Soweit ich weiss steht wa für wait i/o

----------

## dalu

Soll ich flamen oder nicht?

Naja , nein.

 *Quote:*   

> 
> 
> - zwei emerges
> 
> 

 

Dir ist schon klar das das 1. zu Fehlern führt , 2. nur deine Wartezeit des einen Pakets verlängert und 3. Zu vollständiger CPU-belastung führt?

 *Quote:*   

> 
> 
> Meine Festplatte ist am arbeiten wie blöde
> 
> 

 

DMA aktiv?

hdparm -d 1 -c 1 -u 1 /dev/hdX

 *Quote:*   

> 
> 
> die Maus bewegt sich nicht mal mehr für 5 Minuten!
> 
> 

 

Hardware cursor aktiv?

Du tust gerade so als sei das ein Weltuntergang, etwas weniger Dramatik bitte  :Wink: 

naja HTH

----------

## Bloody_Viking

Hallo,

das gleiche hab ich bei mir auch beobachtet. Ich hatte meine Kernel Sourcen auf die mm-sourcen umgestellt. Und dachte erst das es daran liegt. Hab dann festgestellt das nur beim übersetzen von programmen die Kiste manchmal solche Ausetzer hat. Nach dem durchforsten der Log datein hab ich aber nicht rausfinden können woran es genau liegt auch reproduzieren ließ sich der Fehler nicht. (Vielleicht liegt es auch an meiner Unzulänglichkeit.) 

Ich habe dann für Portage einen Nice Level gesetzt und seitdem hab ich keine Probleme mehr.

Gruß

Bloody

----------

## Bloody_Viking

edit: Das Problem trat bei mir schon bei einem Emerge auf!

Ansonsten läuft die Kiste sehr gut!

DMA, preemtible Kernel und ähnliches war bei mir korrekt gesetzt. 

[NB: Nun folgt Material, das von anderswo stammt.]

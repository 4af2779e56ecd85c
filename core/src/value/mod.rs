//! This module includes the value types of DICOM data elements,
//! along with the temporal types which some character values convert into.
//!
//! A value is one of four variants,
//! each admitting a fixed set of value representations:
//!
//! - [`CharacterValue`] for the character string VRs;
//! - [`BinaryValue`] for opaque binary data;
//! - [`IntegerValue`] for binary integers and attribute tags;
//! - [`FloatValue`] for binary floating point numbers.
//!
//! [`Value`] is the closed sum of all four.
//! Values are validated on construction and immutable afterwards.

use crate::header::VR;
use smallvec::SmallVec;
use std::fmt;
use std::io::{self, Write};

pub mod age;
pub mod binary;
pub mod character;
pub mod deserialize;
pub mod float;
pub mod integer;
pub mod partial;
pub mod serialize;

pub use self::age::{Age, AgeUnit};
pub use self::binary::BinaryValue;
pub use self::character::CharacterValue;
pub use self::float::FloatValue;
pub use self::integer::IntegerValue;
pub use self::partial::{AsTemporalRange, DicomDate, DicomDateTime, DicomTime, PrecisionLevel};

/// An aggregation of one or more elements in a value.
pub type C<T> = SmallVec<[T; 2]>;

/// A DICOM value of any variant.
///
/// Two values are equal only if they are of the same variant,
/// with the same VR and the same contents.
#[derive(Debug, Clone, PartialEq, Eq, Hash)]
pub enum Value {
    /// Character strings
    Character(CharacterValue),
    /// Opaque bytes
    Binary(BinaryValue),
    /// Binary integers
    Integer(IntegerValue),
    /// Binary floating point numbers
    Float(FloatValue),
}

impl Value {
    /// The value representation of this value.
    pub fn vr(&self) -> VR {
        match self {
            Value::Character(v) => v.vr(),
            Value::Binary(v) => v.vr(),
            Value::Integer(v) => v.vr(),
            Value::Float(v) => v.vr(),
        }
    }

    /// Encode this value,
    /// without the tag, VR or length of a data element.
    pub fn emit(&self) -> Vec<u8> {
        match self {
            Value::Character(v) => v.emit(),
            Value::Binary(v) => v.emit(),
            Value::Integer(v) => v.emit(),
            Value::Float(v) => v.emit(),
        }
    }

    /// Write the encoded value, returning the number of bytes written.
    pub fn write_to<W: Write>(&self, to: W) -> io::Result<usize> {
        match self {
            Value::Character(v) => v.write_to(to),
            Value::Binary(v) => v.write_to(to),
            Value::Integer(v) => v.write_to(to),
            Value::Float(v) => v.write_to(to),
        }
    }

    /// Get the character value, if this is one.
    pub fn character(&self) -> Option<&CharacterValue> {
        match self {
            Value::Character(v) => Some(v),
            _ => None,
        }
    }

    /// Get the binary value, if this is one.
    pub fn binary(&self) -> Option<&BinaryValue> {
        match self {
            Value::Binary(v) => Some(v),
            _ => None,
        }
    }

    /// Get the integer value, if this is one.
    pub fn integer(&self) -> Option<&IntegerValue> {
        match self {
            Value::Integer(v) => Some(v),
            _ => None,
        }
    }

    /// Get the floating point value, if this is one.
    pub fn float(&self) -> Option<&FloatValue> {
        match self {
            Value::Float(v) => Some(v),
            _ => None,
        }
    }
}

impl fmt::Display for Value {
    fn fmt(&self, f: &mut fmt::Formatter) -> fmt::Result {
        match self {
            Value::Character(v) => fmt::Display::fmt(v, f),
            Value::Binary(v) => fmt::Display::fmt(v, f),
            Value::Integer(v) => fmt::Display::fmt(v, f),
            Value::Float(v) => fmt::Display::fmt(v, f),
        }
    }
}

impl From<CharacterValue> for Value {
    fn from(value: CharacterValue) -> Self {
        Value::Character(value)
    }
}

impl From<BinaryValue> for Value {
    fn from(value: BinaryValue) -> Self {
        Value::Binary(value)
    }
}

impl From<IntegerValue> for Value {
    fn from(value: IntegerValue) -> Self {
        Value::Integer(value)
    }
}

impl From<FloatValue> for Value {
    fn from(value: FloatValue) -> Self {
        Value::Float(value)
    }
}

#[cfg(test)]
mod tests {
    use super::*;

    #[test]
    fn value_dispatch() {
        let value: Value = IntegerValue::new(VR::US, [1, 2]).unwrap().into();
        assert_eq!(value.vr(), VR::US);
        assert_eq!(value.emit(), vec![1, 0, 2, 0]);
        assert_eq!(value.to_string(), "1\\2");
        assert!(value.integer().is_some());
        assert!(value.character().is_none());

        let value: Value = CharacterValue::single(VR::UI, "1.2.3").unwrap().into();
        let mut out = Vec::new();
        assert_eq!(value.write_to(&mut out).unwrap(), 6);
        assert_eq!(out, b"1.2.3\0");
        assert_eq!(value.to_string(), "1.2.3");
    }

    #[test]
    fn variants_are_never_equal() {
        let binary: Value = BinaryValue::new(VR::OB, Vec::new()).unwrap().into();
        let chars: Value = CharacterValue::new(VR::LO, Vec::<String>::new())
            .unwrap()
            .into();
        let floats: Value = FloatValue::new(VR::FD, []).unwrap().into();
        assert_ne!(binary, chars);
        assert_ne!(chars, floats);
        assert_eq!(binary.binary().map(|b| b.len()), Some(0));
        assert_eq!(floats.float().map(|f| f.multiplicity()), Some(0));
    }
}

Vor allem tauchte es nur sporadisch auf. 

Gruß

Bloody

----------

## Anarcho

echo "PORTAGE_NICENESS=15" >> /etc/make.conf

Zum Thema 2 emerges:

Seit Portage 2.0.51 sollte das doch problemlos und schadlos funktionieren.

Und 100% CPU hast du auch bei nur einem emerge.

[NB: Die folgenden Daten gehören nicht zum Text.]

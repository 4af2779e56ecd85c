//! Prelude module.
//!
//! You may import all symbols within for convenient usage of this library.
//!
//! # Example
//!
//! ```
//! use dicom_values::prelude::*;
//!
//! let date = DicomValue::from(CharacterValue::single(VR::DA, "20231015").unwrap());
//! assert_eq!(date.character().unwrap().as_date().unwrap().to_string(), "2023-10-15");
//! ```

pub use crate::value::{
    Age, AgeUnit, AsTemporalRange as _, BinaryValue, CharacterValue, DicomDate, DicomDateTime,
    DicomTime, FloatValue, IntegerValue, PrecisionLevel,
};
pub use crate::{dicom_value, DicomValue, Tag, VR};
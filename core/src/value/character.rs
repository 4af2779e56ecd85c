//! Character string values and their conversion into temporal values.
use crate::error::{
    EmptyValueSnafu, LengthExceededSnafu, MultiValuedTemporalSnafu, Result, VrMismatchSnafu,
};
use crate::header::VR;
use crate::value::age::Age;
use crate::value::deserialize::{parse_age, parse_date, parse_datetime, parse_time};
use crate::value::partial::{DicomDate, DicomDateTime, DicomTime};
use crate::value::C;
use itertools::Itertools;
use snafu::ensure;
use std::fmt;
use std::io::{self, Write};

/// A value of one of the character string VRs
/// (AE, AS, CS, DA, DS, DT, IS, LO, LT, PN, SH, ST, TM, UC, UI, UR, UT).
///
/// Each string is one value of a possibly multi-valued element.
/// When encoded, the strings are joined with a backslash.
/// For PN, a single string may itself hold backslashes,
/// which separate the name groups of one person name.
#[derive(Debug, Clone, PartialEq, Eq, Hash)]
pub struct CharacterValue {
    vr: VR,
    values: C<String>,
}

impl CharacterValue {
    /// Create a character value after checking
    /// that `vr` is a string VR
    /// and that no string is longer than the VR admits.
    ///
    /// ```
    /// # use dicom_values::{VR, value::CharacterValue};
    /// let value = CharacterValue::new(VR::CS, ["ORIGINAL", "PRIMARY"]).unwrap();
    /// assert_eq!(value.emit(), b"ORIGINAL\\PRIMARY");
    /// assert!(CharacterValue::new(VR::CS, ["SEVENTEEN_LETTERS"]).is_err());
    /// ```
    pub fn new<I, S>(vr: VR, values: I) -> Result<Self>
    where
        I: IntoIterator<Item = S>,
        S: Into<String>,
    {
        ensure!(
            vr.is_string(),
            VrMismatchSnafu {
                vr,
                expected: "character"
            }
        );
        let values: C<String> = values.into_iter().map(Into::into).collect();
        let max = vr.max_chars();
        if max > 0 {
            for value in &values {
                if vr.allows_backslash_in_value() {
                    for name in value.split('\\') {
                        check_length(vr, name, max)?;
                    }
                } else {
                    check_length(vr, value, max)?;
                }
            }
        }
        Ok(CharacterValue { vr, values })
    }

    /// Create a character value holding a single string.
    pub fn single(vr: VR, value: impl Into<String>) -> Result<Self> {
        CharacterValue::new(vr, [value.into()])
    }

    /// The value representation.
    pub fn vr(&self) -> VR {
        self.vr
    }

    /// The individual strings, in order.
    pub fn strings(&self) -> &[String] {
        &self.values
    }

    /// The number of strings.
    pub fn multiplicity(&self) -> usize {
        self.values.len()
    }

    /// Whether there are no strings.
    pub fn is_empty(&self) -> bool {
        self.values.is_empty()
    }

    /// Encode the value.
    ///
    /// Strings are joined with a backslash.
    /// A UI value of odd length receives one trailing null byte;
    /// other VRs are not padded here,
    /// since space padding belongs to the element encoder.
    pub fn emit(&self) -> Vec<u8> {
        let mut out = self.values.iter().join("\\").into_bytes();
        if self.vr == VR::UI && out.len() % 2 == 1 {
            out.push(self.vr.padding());
        }
        out
    }

    /// Write the encoded value, as in [`emit`](CharacterValue::emit),
    /// returning the number of bytes written.
    pub fn write_to<W: Write>(&self, mut to: W) -> io::Result<usize> {
        let bytes = self.emit();
        to.write_all(&bytes)?;
        Ok(bytes.len())
    }

    /// Interpret this DA value as a date.
    pub fn as_date(&self) -> Result<DicomDate> {
        Ok(parse_date(self.single_temporal(VR::DA)?)?)
    }

    /// Interpret this TM value as a time.
    pub fn as_time(&self) -> Result<DicomTime> {
        Ok(parse_time(self.single_temporal(VR::TM)?)?)
    }

    /// Interpret this DT value as a date-time.
    pub fn as_datetime(&self) -> Result<DicomDateTime> {
        Ok(parse_datetime(self.single_temporal(VR::DT)?)?)
    }

    /// Interpret this AS value as an age.
    pub fn as_age(&self) -> Result<Age> {
        Ok(parse_age(self.single_temporal(VR::AS)?)?)
    }

    /// Retrieve the only string of a value of the given temporal VR.
    fn single_temporal(&self, expected: VR) -> Result<&str> {
        ensure!(
            self.vr == expected,
            VrMismatchSnafu {
                vr: self.vr,
                expected: expected.as_str(),
            }
        );
        match self.values.as_slice() {
            [] => EmptyValueSnafu { vr: self.vr }.fail(),
            [value] => Ok(value.as_str()),
            values => MultiValuedTemporalSnafu {
                vr: self.vr,
                count: values.len(),
            }
            .fail(),
        }
    }
}

/// Check a single string against the VR's limit.
/// The length is counted in characters, not UTF-8 bytes,
/// so a name in a multi-byte character set
/// is admitted up to the same number of characters as an ASCII one.
fn check_length(vr: VR, value: &str, max: usize) -> Result<()> {
    let length = value.chars().count();
    ensure!(
        length <= max,
        LengthExceededSnafu {
            vr,
            value,
            length,
            max,
        }
    );
    Ok(())
}

impl fmt::Display for CharacterValue {
    fn fmt(&self, f: &mut fmt::Formatter) -> fmt::Result {
        write!(f, "{}", self.values.iter().format("\\"))
    }
}
use async_trait::async_trait;

/// Repository for text generation with a chat-completion model
#[async_trait]
pub trait GenerationRepository: Send + Sync {
    /// Send `prompt` as the only user message and return the first completion, trimmed
    async fn generate(&self, prompt: &str) -> Result<String, String>;
}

Trotzdem dauert es insgesamt gesehen wahrscheinlich eher länger als beide hintereinander.

----------

## PuresChaos

wenn einem das zu langsam ist, sollte man vlt mal nen schlankeren wm wie xfce, fluxbox bez blackbox erwägen auszuprobieren  :Smile: 

ich hab 256 mb sdram und er kommt damit eigentlich recht gut klar...

----------

## BlackEye

 *dalu wrote:*   

> Soll ich flamen oder nicht?
> 
> Naja , nein.
> 
> 

 

Hab ich es?  :Smile: 

 *dalu wrote:*   

> 
> 
>  *Quote:*   
> 
> - zwei emerges
> ...

 

Okay, diese Kritik nehme ich in kauf. Zwei emerges mache ich in der Regel auch nicht. Ich wollte in diesem Fall nur sicher gehen, dass ich es nicht vergesse ein anderes Paket nochmal zu emergen wegen veränderter Compiler-Flags. In diesem Fall hab ich es durch einen zweiten Emergevorgang sichergestellt.

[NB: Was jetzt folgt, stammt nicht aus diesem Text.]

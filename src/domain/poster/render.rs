//! Text-over-background rendering for posters and animated GIFs.
//!
//! Composition: the background is fitted inside the central 60% of an
//! 800x600 canvas, a dark translucent layer covers the whole canvas, and the
//! text is drawn in white, wrapped and centered. Output is deterministic for
//! identical inputs.

use ab_glyph::{FontArc, PxScale};
use image::codecs::gif::{GifEncoder, Repeat};
use image::codecs::jpeg::JpegEncoder;
use image::codecs::png::PngEncoder;
use image::imageops::{self, FilterType};
use image::{Delay, DynamicImage, Frame, Rgba, RgbaImage};
use imageproc::drawing::{draw_filled_rect_mut, draw_text_mut, text_size, Blend};
use imageproc::rect::Rect;
use std::path::PathBuf;

use super::error::RenderError;
use super::PosterFormat;

pub const CANVAS_WIDTH: u32 = 800;
pub const CANVAS_HEIGHT: u32 = 600;
const BACKGROUND_FIT: f32 = 0.6;
const BASE_COLOR: Rgba<u8> = Rgba([255, 255, 255, 255]);
const OVERLAY_COLOR: Rgba<u8> = Rgba([0, 0, 0, 200]);
const TEXT_COLOR: Rgba<u8> = Rgba([255, 255, 255, 255]);
const FONT_SIZE: f32 = 40.0;
const LINE_HEIGHT: i32 = 48;
const TEXT_MARGIN: i32 = 40;
const JPEG_QUALITY: u8 = 90;

pub const GIF_FRAME_COUNT: u32 = 10;
pub const GIF_FRAME_OFFSET: i32 = 10;
const GIF_FRAME_DELAY_MS: u32 = 100;
const GIF_SPEED: i32 = 10;

static FONT_DATA: &[u8] = include_bytes!("../../../assets/fonts/DejaVuSans.ttf");

pub struct PosterRenderer {
    font: FontArc,
    backgrounds_dir: PathBuf,
}

impl PosterRenderer {
    pub fn new(backgrounds_dir: PathBuf) -> Result<Self, RenderError> {
        let font = FontArc::try_from_slice(FONT_DATA)
            .map_err(|e| RenderError::Font(e.to_string()))?;
        Ok(Self {
            font,
            backgrounds_dir,
        })
    }

    /// Render a single poster and encode it in the requested format
    pub fn render_poster(
        &self,
        text: &str,
        background: &str,
        format: PosterFormat,
    ) -> Result<Vec<u8>, RenderError> {
        let background = self.load_background(background)?;
        let canvas = self.compose(&background, text, 0);

        let mut bytes = Vec::new();
        match format {
            PosterFormat::Png => canvas.write_with_encoder(PngEncoder::new(&mut bytes))?,
            PosterFormat::Jpeg => {
                let rgb = DynamicImage::ImageRgba8(canvas).to_rgb8();
                rgb.write_with_encoder(JpegEncoder::new_with_quality(&mut bytes, JPEG_QUALITY))?
            }
        }

        tracing::debug!(
            format = format.extension(),
            size_bytes = bytes.len(),
            "Poster rendered"
        );

        Ok(bytes)
    }

    /// Render a looping GIF where the text drifts down a few pixels per frame
    pub fn render_animation(&self, text: &str, background: &str) -> Result<Vec<u8>, RenderError> {
        let background = self.load_background(background)?;

        let mut bytes = Vec::new();
        {
            let mut encoder = GifEncoder::new_with_speed(&mut bytes, GIF_SPEED);
            encoder.set_repeat(Repeat::Infinite)?;

            for i in 0..GIF_FRAME_COUNT {
                let canvas = self.compose(&background, text, i as i32 * GIF_FRAME_OFFSET);
                let frame = Frame::from_parts(
                    canvas,
                    0,
                    0,
                    Delay::from_numer_denom_ms(GIF_FRAME_DELAY_MS, 1),
                );
                encoder.encode_frame(frame)?;
            }
        }

        tracing::debug!(
            frames = GIF_FRAME_COUNT,
            size_bytes = bytes.len(),
            "Animation rendered"
        );

        Ok(bytes)
    }

    fn load_background(&self, name: &str) -> Result<RgbaImage, RenderError> {
        if name.is_empty() || name.contains('/') || name.contains('\\') || name.contains("..") {
            return Err(RenderError::InvalidBackground(name.to_string()));
        }

        let path = self.backgrounds_dir.join(name);
        let image = image::open(&path).map_err(|source| RenderError::Background {
            name: name.to_string(),
            source,
        })?;

        Ok(image.to_rgba8())
    }

    fn compose(&self, background: &RgbaImage, text: &str, text_offset: i32) -> RgbaImage {
        let mut canvas = RgbaImage::from_pixel(CANVAS_WIDTH, CANVAS_HEIGHT, BASE_COLOR);

        let fitted = fit_background(background);
        let x = (CANVAS_WIDTH - fitted.width()) / 2;
        let y = (CANVAS_HEIGHT - fitted.height()) / 2;
        imageops::overlay(&mut canvas, &fitted, x as i64, y as i64);

        let mut blended = Blend(canvas);
        draw_filled_rect_mut(
            &mut blended,
            Rect::at(0, 0).of_size(CANVAS_WIDTH, CANVAS_HEIGHT),
            OVERLAY_COLOR,
        );
        let mut canvas = blended.0;

        self.draw_centered_text(&mut canvas, text, text_offset);
        canvas
    }

    fn draw_centered_text(&self, canvas: &mut RgbaImage, text: &str, offset: i32) {
        let scale = PxScale::from(FONT_SIZE);
        let max_width = CANVAS_WIDTH as i32 - 2 * TEXT_MARGIN;
        let lines = self.wrap(text, scale, max_width);

        let block_height = lines.len() as i32 * LINE_HEIGHT;
        let top = (CANVAS_HEIGHT as i32 - block_height) / 2 + offset;

        for (index, line) in lines.iter().enumerate() {
            let (width, _) = text_size(scale, &self.font, line);
            let x = (CANVAS_WIDTH as i32 - width as i32) / 2;
            let y = top + index as i32 * LINE_HEIGHT;
            draw_text_mut(canvas, TEXT_COLOR, x, y, scale, &self.font, line);
        }
    }

    /// Greedy word wrap. Explicit newlines are kept; a single word wider than
    /// the line gets a line of its own.
    fn wrap(&self, text: &str, scale: PxScale, max_width: i32) -> Vec<String> {
        let mut lines = Vec::new();

        for paragraph in text.lines() {
            let mut current = String::new();
            for word in paragraph.split_whitespace() {
                let candidate = if current.is_empty() {
                    word.to_string()
                } else {
                    format!("{} {}", current, word)
                };

                let (width, _) = text_size(scale, &self.font, &candidate);
                if width as i32 <= max_width || current.is_empty() {
                    current = candidate;
                } else {
                    lines.push(std::mem::replace(&mut current, word.to_string()));
                }
            }
            if !current.is_empty() {
                lines.push(current);
            }
        }

        lines
    }
}

/// Scale the background to fit inside the central area, keeping its aspect ratio
fn fit_background(background: &RgbaImage) -> RgbaImage {
    let max_width = CANVAS_WIDTH as f32 * BACKGROUND_FIT;
    let max_height = CANVAS_HEIGHT as f32 * BACKGROUND_FIT;
    let ratio = (max_width / background.width() as f32)
        .min(max_height / background.height() as f32);

    let width = (background.width() as f32 * ratio).round() as u32;
    let height = (background.height() as f32 * ratio).round() as u32;
    let width = width.clamp(1, max_width as u32);
    let height = height.clamp(1, max_height as u32);

    imageops::resize(background, width, height, FilterType::Triangle)
}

Aber wieso sollte das zu Fehlern führen? Compilieren kann parallel ausgeführt werden und der DB-Update vom Portage sollte wohl durch Locking o.ä. sicherstellen, dass kein inkonsistenter Zustand entsteht. Soviel Vertrauen hab ich in ein Multiuser-OS schon

 *dalu wrote:*   

> 
> 
>  *Quote:*   
> 
> Meine Festplatte ist am arbeiten wie blöde
> ...

 

 *Quote:*   

> 
> 
> [root@murpy] (/home/mfe) # hdparm -d 1 -c 1 -u 1 /dev/hda
> 
> /dev/hda:
> ...

 

sieht so aus..

 *dalu wrote:*   

> 
> 
>  *Quote:*   
> 
> die Maus bewegt sich nicht mal mehr für 5 Minuten!
> ...

 

hmm.. in der Tat steht davon nichts in der xorg.conf. Hab ich mal eingefügt. Danke für den Hinweis

 *dalu wrote:*   

> 
> 
> Du tust gerade so als sei das ein Weltuntergang, etwas weniger Dramatik bitte 
> 
> 

 

Naja, entschuldige bitte. Aber wie ich oben bereits sagte, kam es schon öfter mal vor, dass ich einen kompletten Deadlock hatte. Es ging also nichts mehr und das ist schon ein wenig ärgerlich, wenn angebrochene Texte, halb durchgeführte emerges, halb gebrannte CDs oder irgendwelche im Netz gefundenen Infos die man gerade braucht/liest für den Eimer sind. Ein 'Voranmelder' für ein solchen Deadlock ist immer das gerödel auf der HD, der kaum bis gar nicht mehr bewegbare Mauscursor und die stehengebliebene Uhr. Da darf man schon mal ins Schwitzen kommen, zumal dies auch ein Systemzustand ist, der so unter keinen Umständen auftreten sollte.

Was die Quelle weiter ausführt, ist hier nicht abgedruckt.